Landes was Emeritus Professor of Economics and Coolidge Professor of History at Harvard University.

==Content==
In The Wealth and Poverty of Nations, Landes revives, at least in part, several theories he believes have been incorrectly discarded by academics over the previous forty years:

- The 'cultural thesis' or Protestant work ethic of Max Weber, whereby the values imposed by the Protestant religion on its adherents would have pushed them to value hard work, timeliness, enterprise, free market and free-thinking to a much greater extent than for their Catholic brethren, which would explain the great success of northern Protestant regions such as the Netherlands, Great Britain, Denmark and parts of Germany as compared to southern Catholic nations such as Spain and France.
- The 'hydraulic thesis' in Karl A. Wittfogel's Oriental Despotism: A Comparative Study of Total Power, in which despots would control the use of water in order to submit the population to its will.
- The 'climate thesis' that posits that tropical climes are, ceteris paribus, poor candidates for development.
- Many of the theories of Adam Smith, whose Wealth of Nations is borrowed from for the title.
He also spends a good deal of effort to debunk claims that the Asian miracle did not happen, was not significant, or was financed by European colonialism, and he draws a correlation between the economic level of a country and the way it treats its women.

In short, he argues that the vast economic growth of the Industrial Revolution was no accident but instead resulted from several qualities of Europe, including its climate, political competition, economic freedom and attitude towards science and religion, more specifically from certain countries in Western Europe, primarily England.

==Criticism and response==
Critics have charged Landes with eurocentrism in his analysis, a charge which Landes himself does not deny; in fact, he embraces it explicitly, arguing that an explanation for an economic miracle that happened originally only in Europe (though he deals with the later "Asian miracle" in Wealth and Poverty) must of necessity be a Eurocentric analysis, thus siding at least at some level with thinkers such as Bernard Lewis. Following Daniel Bell, knowledge is the necessary link between "The European miracle" and the American post-industrial society.

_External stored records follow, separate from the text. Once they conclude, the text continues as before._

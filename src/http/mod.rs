pub mod routing;
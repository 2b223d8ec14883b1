pub mod task_list;
pub mod task_store;
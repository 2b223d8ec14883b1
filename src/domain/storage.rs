use super::error::StorageError;

/// Durable string key/value storage with browser local-storage semantics:
/// a missing key reads as `None` and a write replaces the whole entry.
pub trait KeyValueStorage: Send {
    fn get_item(&self, key: &str) -> Result<Option<String>, StorageError>;
    fn set_item(&mut self, key: &str, value: &str) -> Result<(), StorageError>;
    /// Returns whether an entry was present.
    fn remove_item(&mut self, key: &str) -> Result<bool, StorageError>;
}
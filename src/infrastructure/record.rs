//! Codec for the durable storage record: one entry holding the JSON array of tasks.

use crate::domain::{error::RecordError, storage::KeyValueStorage, task::Task};

pub const DEFAULT_KEY: &str = "tasks";

pub fn encode(tasks: &[Task]) -> Result<String, serde_json::Error> {
    serde_json::to_string(tasks)
}

/// A literal `null` entry reads as an empty collection.
pub fn decode(raw: &str) -> Result<Vec<Task>, serde_json::Error> {
    let tasks: Option<Vec<Task>> = serde_json::from_str(raw)?;
    Ok(tasks.unwrap_or_default())
}

/// Reads the record under `key`; a missing entry is an empty collection.
pub fn read<S: KeyValueStorage + ?Sized>(storage: &S, key: &str) -> Result<Vec<Task>, RecordError> {
    match storage.get_item(key)? {
        Some(raw) => Ok(decode(&raw)?),
        None => Ok(Vec::new()),
    }
}

/// Replaces the record under `key` with the whole collection in a single write.
pub fn write<S: KeyValueStorage + ?Sized>(storage: &mut S, key: &str, tasks: &[Task]) -> Result<(), RecordError> {
    let raw = encode(tasks)?;
    storage.set_item(key, &raw)?;
    Ok(())
}
use tasklist::config::Settings;
use tasklist::http::routing::{self, assets};
use tracing_subscriber::EnvFilter;

#[tokio::main]
async fn main() -> anyhow::Result<()> {
    let _ = dotenvy::dotenv();
    tracing_subscriber::fmt()
        .with_env_filter(EnvFilter::try_from_default_env().unwrap_or_else(|_| "info".into()))
        .init();

    let settings = Settings::from_env()?;
    if !settings.assets_dir.join("index.html").is_file() {
        tracing::warn!(dir = %settings.assets_dir.display(), "no index.html in assets directory");
    }
    let router = routing::app(assets::router(assets::AssetState { dir: settings.assets_dir.clone() }));

    let addr = settings.addr;
    tracing::info!(%addr, "listening");
    axum::serve(tokio::net::TcpListener::bind(addr).await?, router)
        .with_graceful_shutdown(shutdown_signal())
        .await?;
    Ok(())
}

async fn shutdown_signal() {
    use tokio::signal::ctrl_c;
    let _ = ctrl_c().await;
    tracing::info!("shutdown");
}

Landes and Andre Gunder Frank, author of ReOrient: Global Economy in the Asian Age (ISBN 0520214749), are noted for having come to very different conclusions about the long-term significance of economic developments in "the West" during the modern era and publicly debated their findings in 1998 at Northwestern University.

Additionally, an alternate theory relies on literacy and the gap between Protestants and Catholics as an explanation for the difference in economic results.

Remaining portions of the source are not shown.